I don’t know… I write whatever songs come to mind. If you told me to write a heavy metal song, I’d go, “Okay!” I can sit down and start riffing away ’til I figure something out in one way or another; I don’t have a lot of rules when it comes to playing the guitar. I can do lots of stuff in odd tunings and try different things out to inspire myself, but I’ve never been formally trained. Even though I write almost all the stuff I play, I don’t know how to read a bar of it.
It’s always better to go with what’s in your heart, not in a book.
I think so! I have a much more neanderthal approach to the guitar – the solo on “Hund” is lots of fast triplets, but that stuff isn’t too hard. The hard part is the odd timing of the rhythms – that stuff is harder to figure out than the soloing. But soloing is something I think is really important, and I have a strange approach to it – it’s not really jamming, it’s a lot more meticulous. I’m glad we brought up “Hund”, because I think that solo is particularly good.
How’d you come up with it?
I just sat there with my guitar and played until I figured something out that I really liked, and that worked with the song.

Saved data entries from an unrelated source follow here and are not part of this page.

use axum::extract::State;
use axum::http::StatusCode;
use axum::response::{IntoResponse, Redirect, Response};
use minijinja::context;
use tracing::{error, warn};

use cardbank_infra::BankingError;

use crate::app::AppState;
use crate::app::views;
use crate::context::SessionHandle;

/// Queue the error's user message as a flash and redirect to `to`.
/// Infrastructure failures are logged at `error`, everything else at
/// `warn`.
pub fn flash_redirect(session: &SessionHandle, err: &BankingError, to: &str) -> Response {
    if err.is_internal() {
        error!(error = %err, "request failed");
    } else {
        warn!(error = %err, "request rejected");
    }
    session.flash(err.flash_level(), err.user_message());
    Redirect::to(to).into_response()
}

/// Generic 500 page.
pub fn internal_error(state: &AppState, err: &dyn std::fmt::Display) -> Response {
    error!(error = %err, "internal error");
    views::render_with_status(
        state,
        StatusCode::INTERNAL_SERVER_ERROR,
        "error.html",
        context! {
            status => 500,
            message => "Something went wrong on our side. Please try again later.",
        },
    )
}

pub fn not_found_page(state: &AppState) -> Response {
    views::render_with_status(
        state,
        StatusCode::NOT_FOUND,
        "error.html",
        context! {
            status => 404,
            message => "The page you are looking for does not exist.",
        },
    )
}

pub async fn not_found(State(state): State<AppState>) -> Response {
    not_found_page(&state)
}
//! Account ledger: balances, append-only entries and the operations that
//! move money between them.
//!
//! Pure domain logic only: no IO, no HTTP, no persistence concerns. Each
//! operation validates against the current account state and returns a
//! [`Posting`] that storage must commit atomically.

pub mod account;
pub mod entry;
pub mod error;
pub mod operations;
pub mod posting;
pub mod receipt;

pub use account::{Account, DEFAULT_OPENING_BALANCE};
pub use entry::{EntryKind, LedgerEntry};
pub use error::LedgerError;
pub use operations::{
    Deposit, RECHARGE_DISCOUNT_PERCENT, Recharge, RechargeQuote, Transfer, TransferRequest,
    plan_deposit, plan_recharge, plan_transfer,
};
pub use posting::{BalanceChange, Posting};
pub use receipt::{Receipt, ReceiptDocument, ReceiptRenderError};
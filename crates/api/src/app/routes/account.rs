use axum::extract::State;
use axum::response::Response;
use axum::routing::get;
use axum::Router;
use minijinja::context;

use crate::app::{AppState, views};
use crate::context::AuthenticatedUser;

pub fn router() -> Router<AppState> {
    Router::new()
        .route("/dashboard", get(dashboard))
        .route("/exchange_rate", get(exchange_rate))
}

pub async fn dashboard(State(state): State<AppState>, user: AuthenticatedUser) -> Response {
    views::page(&state, &user.session, Some(&user.account), "dashboard.html", context! {})
}

/// Placeholder until rates are available.
pub async fn exchange_rate(State(state): State<AppState>, user: AuthenticatedUser) -> Response {
    views::page(&state, &user.session, Some(&user.account), "soon.html", context! {})
}
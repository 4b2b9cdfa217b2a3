use axum::extract::{Path, State};
use axum::http::header;
use axum::response::{IntoResponse, Response};
use axum::routing::get;
use axum::Router;

use crate::app::{AppState, errors};
use crate::context::AuthenticatedUser;

pub fn router() -> Router<AppState> {
    Router::new().route("/download_receipt/:filename", get(download_receipt))
}

/// Serve a receipt as an attachment. Receipts belonging to someone else,
/// expired ones and unknown names are all 404.
pub async fn download_receipt(
    State(state): State<AppState>,
    user: AuthenticatedUser,
    Path(filename): Path<String>,
) -> Response {
    match state.banking.receipt_file(user.id(), &filename).await {
        Ok(Some(file)) => (
            [
                (header::CONTENT_TYPE, file.receipt.content_type.clone()),
                (
                    header::CONTENT_DISPOSITION,
                    format!("attachment; filename=\"{}\"", file.receipt.file_name),
                ),
            ],
            file.bytes,
        )
            .into_response(),
        Ok(None) => errors::not_found_page(&state),
        Err(e) => errors::internal_error(&state, &e),
    }
}
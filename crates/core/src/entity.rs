//! Records with identity.

/// Accounts, ledger rows and receipts: two values with the same id are the
/// same record, whatever their other fields say.
pub trait Entity {
    type Id: Clone + Eq + core::hash::Hash + core::fmt::Debug;

    fn id(&self) -> &Self::Id;
}
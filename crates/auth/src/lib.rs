//! `cardbank-auth`: credentials and server-side sessions.
//!
//! This crate is intentionally decoupled from HTTP and storage: cookies and
//! request extraction live in the API crate, user records in infra.

pub mod credentials;
pub mod password;
pub mod session;

pub use credentials::{MIN_PASSWORD_LEN, Registration, RegistrationError, normalize_email, validate_registration};
pub use password::{MIN_COST, PasswordError, PasswordHash, PasswordHasher};
pub use session::{
    DEFAULT_SESSION_IDLE, Flash, FlashLevel, InMemorySessionStore, MAX_COOKIE_FLASHES, SessionData, SessionId,
    SessionStore, decode_flashes, encode_flashes,
};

That rhythm part under was particularly interesting to solo over because it’s kind of herky-jerky, and there’s no rhythm guitar in it. It’s drums, bass and one guitar. I like to write solos over parts that don’t have any rhythm guitar, so it stands out a little better.
Well if you have a great solo, why not give it the spotlight?
Yeah! I mean sometimes it doesn’t make much of a difference to the song as a whole, but it’s like, we’ve written and recorded more than 500 songs – what can we do to keep it fresh? We record in a million different ways and try all kinds of things – I rarely use the same setup live that I do in the studio, for example. I have a lot of guitars that I use in the studio, which I couldn’t use live because they’re not set up right. In the studio, you don’t have to worry about things like pickup switching and how the equipment will translate to certain pieces of gear.